A cidadania, fundamento do Estado capitalista

Primeira forma de dominação política que postula o seu fundamento na igualdade de todos os sujeitos em seu território.

Esses sujeitos são cidadãos e o Estado capitalista é um Estado de cidadãos.

O cidadão é aquele que tem direitos.

Cidadania

Desenvolveu-se com o capitalismo, o Estado moderno e o Direito racional-formal.

Pressuposto do Direito: igualdade abstrata dos sujeitos, prescindindo de quem sejam proprietários de algo mais que sua força de trabalho.

A postulação dessa igualdade abstrata seria o fundamento do Estado, a cidadania é a negação da dominação da sociedade.

Tem atributo de participação na comunidade política, é criatura da sociedade capitalista.

Nação, referencial do Estado

Nação é a curva de solidariedade, que une o “nós” definido pela participação comum no território delimitado pelo Estado.

Estado como um Estado-para-a-nação: Como delimitação de nação frente a outros Estados nacionais.

Nação

O referencial das instituições estatais, a coletividade a cujos interesses serviriam, não é a sociedade, mas a nação.

A invocação dos interesses da nação é o que justifica impor decisões contra a vontade dos sujeitos, inclusive contra segmentos das classes dominantes, em benefício da preservação do significado homogeneizador da nação.

Racionalidade das instituições estatais

A impostação do Estado à frente e acima da sociedade completa-se quando se transpõe ao plano da nação.

A racionalidade não poderia pertencer às “partes” da sociedade que, agora sim, poderá aparecer fragmentada sem contradizer a sua superfície aparente.

Possibilidade para que o Estado fetichizado flutue acima da sociedade ao mesmo tempo em que fala da e à nação.

Coletividade superior

A postulação de nação como coletividade superior aos interesses particularizados da sociedade facilita o reconhecimento de desigualdades que continuam evidentes.

As desigualdades e “imperfeições” sociais não resultam da negação sistemática de interesses e são parte do “modo de ser” da nação.

Cada interesse “privado” deve dar lugar aos interesses coletivos superiores, derivados do que cada um é na nação.

Nação como generalidade concreta

Permite que

Homogeneização indiferenciada com respeito às clivagens da sociedade.

O sujeito social que a nação se refere, não é o sujeito descarnado da cidadania e do Direito racional-formal.

Contradição nas instituições estatais

Discurso equalizante e homogeneizador com referencia a cidadania ao mesmo tempo em que a agregação dos impactos de seus atos e omissões é negada pela prática desse discurso.

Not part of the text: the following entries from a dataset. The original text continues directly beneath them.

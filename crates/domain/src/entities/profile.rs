//! Read-only character profiles shipped with the service.
//!
//! These carry the richer trivia fields and are never persisted or mutated.

use serde::Serialize;

use crate::{Character, CharacterFields, CharacterId, DomainError};

/// Static reference record with game lore.
#[derive(Debug, Clone, PartialEq, Eq, Serialize)]
pub struct CharacterProfile {
    pub id: &'static str,
    pub name: &'static str,
    pub game: &'static str,
    pub description: &'static str,
    pub abilities: &'static str,
    pub trivia: &'static str,
    pub image: &'static str,
}

impl CharacterProfile {
    /// Project the profile onto a catalog record.
    pub fn to_character(&self) -> Result<Character, DomainError> {
        Ok(Character::new(
            CharacterId::parse(self.id)?,
            CharacterFields {
                name: self.name.to_string(),
                description: self.description.to_string(),
                image: self.image.to_string(),
            },
        ))
    }
}

const SEED_PROFILES: &[CharacterProfile] = &[
    CharacterProfile {
        id: "mario",
        name: "Mario",
        game: "Super Mario",
        description: "A plumber who goes on adventures to rescue Princess Peach.",
        abilities: "Superhuman agility, jumping, and power-ups like Fire Flower.",
        trivia: "His first appearance was in the 1981 arcade game Donkey Kong.",
        image: "images/mario.jpg",
    },
    CharacterProfile {
        id: "sonic",
        name: "Sonic",
        game: "Sonic the Hedgehog",
        description: "A speedy blue hedgehog who battles Dr. Eggman.",
        abilities: "Super speed, agility, and the Spin Dash.",
        trivia: "Sonic's original design was meant to rival Mario as a company mascot.",
        image: "images/sonic.jpg",
    },
    CharacterProfile {
        id: "link",
        name: "Link",
        game: "The Legend of Zelda",
        description: "A hero tasked with rescuing Princess Zelda and saving Hyrule.",
        abilities: "Mastery of various weapons, tools, and the Master Sword.",
        trivia: "Link is often mistaken for Zelda, the princess the series is named after.",
        image: "images/link.jpg",
    },
];

/// The fixed profile dataset, in declaration order.
pub fn seed_profiles() -> &'static [CharacterProfile] {
    SEED_PROFILES
}
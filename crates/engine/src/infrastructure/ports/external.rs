//! External service port traits (asset storage, contact relay).

use async_trait::async_trait;
use serde::Serialize;

use super::error::{AssetError, RelayError};

// =============================================================================
// Asset Storage
// =============================================================================

/// Raw image bytes received from a client, before they become a reference.
#[derive(Debug, Clone, PartialEq, Eq)]
pub struct ImageUpload {
    /// Filename as sent by the client; untrusted.
    pub file_name: String,
    pub content_type: Option<String>,
    pub bytes: Vec<u8>,
}

#[cfg_attr(test, mockall::automock)]
#[async_trait]
pub trait AssetStore: Send + Sync {
    /// Persist the upload and return the stable reference stored on the record.
    async fn store(&self, upload: &ImageUpload) -> Result<String, AssetError>;
}

// =============================================================================
// Contact Relay
// =============================================================================

#[derive(Debug, Clone, PartialEq, Eq, Serialize)]
pub struct ContactSubmission {
    pub name: String,
    pub email: String,
    pub message: String,
}

#[cfg_attr(test, mockall::automock)]
#[async_trait]
pub trait ContactRelay: Send + Sync {
    /// One delivery attempt. No retries.
    async fn submit(&self, submission: &ContactSubmission) -> Result<(), RelayError>;
}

Apesar das mediações da cidadania e da nação, a sociedade pode impor os seus próprios sistemas de solidariedade. Antes disso o Estado capitalista costuma ligar-se ao povo ou do popular.

O povo, fundamento e referencial ambíguo do Estado

Considera povo ou popular como outra solidariedade coletiva que costuma mediar entre o Estado e sociedade.

As instituições estatais atuam em sentido equalizador, favorecendo ou amparando os relativamente destituídos.

Os pobres, as pessoas comuns, os desprivilegiados são, reconhecidos coletivamente como o povo e o popular.

Contradições

O popular costuma ser território de lutas políticas definidas por seu conteúdo: o não popular, o qual reúne, pelo menos, a classe dominante.

A confrontação do discurso igualitário e imparcial do Estado capitalista com a evidencia de desigualdades recoloca continuamente a possibilidade da re-emergência popular.

O acolhimento pelo Estado das demandas dos relativamente destituídos, invocadas a partir desta condição, facilita a reprodução destes enquanto classes subordinadas por dois motivos.

O popular

É uma mediação menos potável para o Estado capitalista, para a dominação em que se insere da cidadania e da nação.

O Estado capitalista pode ser um Estado popular em circunstancias históricas muito especiais e de breve duração.

Ocultamento e Ruptura

Nenhuma sociedade é puramente capitalista.

As mediações examinadas anteriormente costumam estender uma cobertura integrativa sobre os bastidores estruturalmente desintegrados da sociedade civil, sustentando o cenário impotente de um Estado fetichizado.